Start of Exercise inputs

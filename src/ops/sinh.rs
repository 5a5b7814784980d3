//! Hyperbolic sine.

use rust_decimal::Decimal;

use crate::defs::Error;
use crate::ops::pow::exp;
use crate::ops::series::series_run;
use crate::ops::series::TermGen;
use crate::ops::util::div;
use crate::ops::util::mul;
use crate::ops::util::sub;

// sinh:  x + x^3/3! + x^5/5! + x^7/7! + ...
struct SinhSeries {
    term: Decimal,
    x_sq: Decimal,
    k: u32,
}

impl SinhSeries {
    fn new(x: Decimal) -> Result<Self, Error> {
        Ok(SinhSeries {
            term: x,
            x_sq: mul(x, x)?,
            k: 0,
        })
    }
}

impl TermGen for SinhSeries {
    fn next(&mut self) -> Result<Decimal, Error> {
        if self.k > 0 {
            let f = div(self.x_sq, Decimal::from(self.k * self.k + self.k))?;
            self.term = mul(self.term, f)?;
        }
        self.k += 2;

        Ok(self.term)
    }

    fn name(&self) -> &'static str {
        "sinh"
    }
}

/// Computes the hyperbolic sine of `x`.
///
/// ## Errors
///
///  - Overflow: the result is too large.
pub fn sinh(x: Decimal) -> Result<Decimal, Error> {
    if x.is_zero() {
        return Ok(Decimal::ZERO);
    }

    let ax = x.abs();

    let ret = if ax < Decimal::ONE {
        // e^x - e^-x cancels badly near zero
        series_run(&mut SinhSeries::new(ax)?)?
    } else {
        let e = exp(ax)?;
        div(sub(e, div(Decimal::ONE, e)?)?, Decimal::TWO)?
    };

    Ok(if x.is_sign_negative() { -ret } else { ret })
}

#[cfg(test)]
mod tests {

    use super::*;
    use core::str::FromStr;

    fn d(s: &str) -> Decimal {
        Decimal::from_str(s).unwrap()
    }

    fn assert_close(a: Decimal, b: Decimal, eps: &str) {
        assert!((a - b).abs() <= d(eps), "{} != {}", a, b);
    }

    #[test]
    fn test_sinh() {
        assert_eq!(sinh(Decimal::ZERO).unwrap(), Decimal::ZERO);

        assert_close(sinh(d("0.5")).unwrap(), d("0.5210953054937473616224256264"), "0.000000000000000000000000001");
        assert_close(sinh(d("-0.5")).unwrap(), d("-0.5210953054937473616224256264"), "0.000000000000000000000000001");
        assert_close(sinh(d("2")).unwrap(), d("3.6268604078470187676682139828"), "0.0000000000000000000000001");
        assert_close(sinh(d("-3")).unwrap(), d("-10.017874927409901898974593619"), "0.000000000000000000000001");
        assert_close(sinh(d("50")).unwrap(), d("2592352764293536232043.7266615"), "0.001");

        assert_eq!(sinh(d("0.00000000000001")).unwrap(), d("0.00000000000001"));

        assert_eq!(sinh(d("100")), Err(Error::Overflow));
        assert_eq!(sinh(d("-100")), Err(Error::Overflow));
    }
}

End of Exercise inputs

• [Aim of the task] Copy every entry exactly, missing none.

• [Output]
filename src/ops/sinh.rs
repository 5a5b7814784980d3
//! Hyperbolic sine.

use rust_decimal::Decimal;

use crate::defs::Error;
use crate::ops::pow::exp;
use crate::ops::series::series_run;
use crate::ops::series::TermGen;
use crate::ops::util::div;
use crate::ops::util::mul;
use crate::ops::util::sub;

// sinh:  x + x^3/3! + x^5/5! + x^7/7! + ...
struct SinhSeries {
    term: Decimal,
    x_sq: Decimal,
    k: u32,
}

impl SinhSeries {
    fn new(x: Decimal) -> Result<Self, Error> {
        Ok(SinhSeries {
            term: x,
            x_sq: mul(x, x)?,
            k: 0,
        })
    }
}

impl TermGen for SinhSeries {
    fn next(&mut self) -> Result<Decimal, Error> {
        if self.k > 0 {
            let f = div(self.x_sq, Decimal::from(self.k * self.k + self.k))?;
            self.term = mul(self.term, f)?;
        }
        self.k += 2;

        Ok(self.term)
    }

    fn name(&self) -> &'static str {
        "sinh"
    }
}

/// Computes the hyperbolic sine of `x`.
///
/// ## Errors
///
///  - Overflow: the result is too large.
pub fn sinh(x: Decimal) -> Result<Decimal, Error> {
    if x.is_zero() {
        return Ok(Decimal::ZERO);
    }

    let ax = x.abs();

    let ret = if ax < Decimal::ONE {
        // e^x - e^-x cancels badly near zero
        series_run(&mut SinhSeries::new(ax)?)?
    } else {
        let e = exp(ax)?;
        div(sub(e, div(Decimal::ONE, e)?)?, Decimal::TWO)?
    };

    Ok(if x.is_sign_negative() { -ret } else { ret })
}

#[cfg(test)]
mod tests {

    use super::*;
    use core::str::FromStr;

    fn d(s: &str) -> Decimal {
        Decimal::from_str(s).unwrap()
    }

    fn assert_close(a: Decimal, b: Decimal, eps: &str) {
        assert!((a - b).abs() <= d(eps), "{} != {}", a, b);
    }

    #[test]
    fn test_sinh() {
        assert_eq!(sinh(Decimal::ZERO).unwrap(), Decimal::ZERO);

        assert_close(sinh(d("0.5")).unwrap(), d("0.5210953054937473616224256264"), "0.000000000000000000000000001");
        assert_close(sinh(d("-0.5")).unwrap(), d("-0.5210953054937473616224256264"), "0.000000000000000000000000001");
        assert_close(sinh(d("2")).unwrap(), d("3.6268604078470187676682139828"), "0.0000000000000000000000001");
        assert_close(sinh(d("-3")).unwrap(), d("-10.017874927409901898974593619"), "0.000000000000000000000001");
        assert_close(sinh(d("50")).unwrap(), d("2592352764293536232043.7266615"), "0.001");

        assert_eq!(sinh(d("0.00000000000001")).unwrap(), d("0.00000000000001"));

        assert_eq!(sinh(d("100")), Err(Error::Overflow));
        assert_eq!(sinh(d("-100")), Err(Error::Overflow));
    }
}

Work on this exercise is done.